The manuscript could be improved if the author provided information on possible other variants presents in the case individual or family members.
They show that the case’s father also died of sudden death. Could a variant inherited from the father affect the way the SCN5A mutation is phenotypically expressed in the proband?
A minor observation is that the manuscript could be improved with a schematic figure indicating where the mentioned hotspot and the mutation are in the protein structure in the channel.

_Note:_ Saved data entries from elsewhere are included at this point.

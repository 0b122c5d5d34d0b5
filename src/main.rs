//! save CLI - run static analyzer test suites
//!
//! Usage: save <PATH> [TESTS]...
//!
//! Exits with 0 when no test failed or crashed.

use std::process::ExitCode;
use std::sync::Arc;

use anyhow::{Context, Result};
use clap::Parser;
use save::application::{RunOptions, RunReport, RunUseCase};
use save::domain::entities::{TestResult, Verdict};
use save::{LocalFs, ShellExecutor};

mod cli;

use cli::Cli;

fn main() -> Result<ExitCode> {
    let cli = Cli::parse();
    init_logging(cli.verbose);

    let mut options = RunOptions::new().with_test_filters(cli.tests);
    if let Some(dir) = cli.scratch_dir {
        options = options.with_scratch_dir(dir);
    }

    let use_case = RunUseCase::new(Arc::new(LocalFs::new()), Arc::new(ShellExecutor::new()));
    let report = use_case
        .execute(&cli.path, &options)
        .with_context(|| format!("failed to run tests at {}", cli.path.display()))?;

    print_report(&report);
    Ok(if report.is_success() {
        ExitCode::SUCCESS
    } else {
        ExitCode::FAILURE
    })
}

/// Initialize tracing; `RUST_LOG` wins over `-v`
fn init_logging(verbose: u8) {
    use tracing_subscriber::{fmt, prelude::*, EnvFilter};

    let level = match verbose {
        0 => "warn",
        1 => "info",
        2 => "debug",
        _ => "trace",
    };
    let filter = EnvFilter::try_from_default_env().unwrap_or_else(|_| EnvFilter::new(level));

    let _ = tracing_subscriber::registry()
        .with(fmt::layer().with_writer(std::io::stderr))
        .with(filter)
        .try_init();
}

fn print_report(report: &RunReport) {
    for node in &report.nodes {
        for plugin in &node.plugins {
            for result in &plugin.results {
                println!("{}", format_result(&node.suite_name, &plugin.kind.to_string(), result));
            }
        }
    }
    println!("{}", report.summary());
}

fn format_result(suite: &str, plugin: &str, result: &TestResult) -> String {
    let files: Vec<String> = result
        .resources
        .iter()
        .map(|path| path.display().to_string())
        .collect();
    let mut line = format!(
        "[{}] {} / {}: {}",
        result.verdict.label(),
        suite,
        plugin,
        files.join(", ")
    );
    if let Some(message) = result.verdict.message() {
        // Diff renderings span several lines.
        let indented = message.replace('\n', "\n    ");
        match result.verdict {
            Verdict::Pass(_) | Verdict::Ignored(_) => line.push_str(&format!(" ({})", indented)),
            _ => line.push_str(&format!("\n    {}", indented)),
        }
    }
    line
}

Also, a methodological explanation on how the genetic analysis was done is lacking.
Author Response
Please see attached.
Author Response File: 
Author Response.pdf
Reviewer 2 Report
The authors report a novel SCN5A variant in Familial Brugada syndrome. The manuscript was well written and interesting.
1. In the 72nd line, I think "Figure 2" is appropriate, not Figure 3. If it is, Figure 4 must be the third figure and Figure 3 must be the fourth figure.
2. In Figure 4, a legend for figure 4B is missing.
Author Response
1. In the 72nd line, I think "Figure 2" is appropriate, not Figure 3. If it is, Figure 4 must be the third figure and Figure 3 must be the fourth figure.
2. In Figure 4, a legend for figure 4B is missing.
Response:
Thank you for your time and your feedback. The figure labels have been corrected. Also, we are re-inserting the legend for figure 4 in the document that we are uploading… apparently there was a problem when the document got typeset. In the previous figure 4, now figure 3, the legend should read, “Figure 3. A. Identification of the novel heterozygous variant c.4285G>A in the SCN5A gene by Sanger sequencing.
B. Interspecies conservation of the p.Val1429 residue (Uniprot annotation).”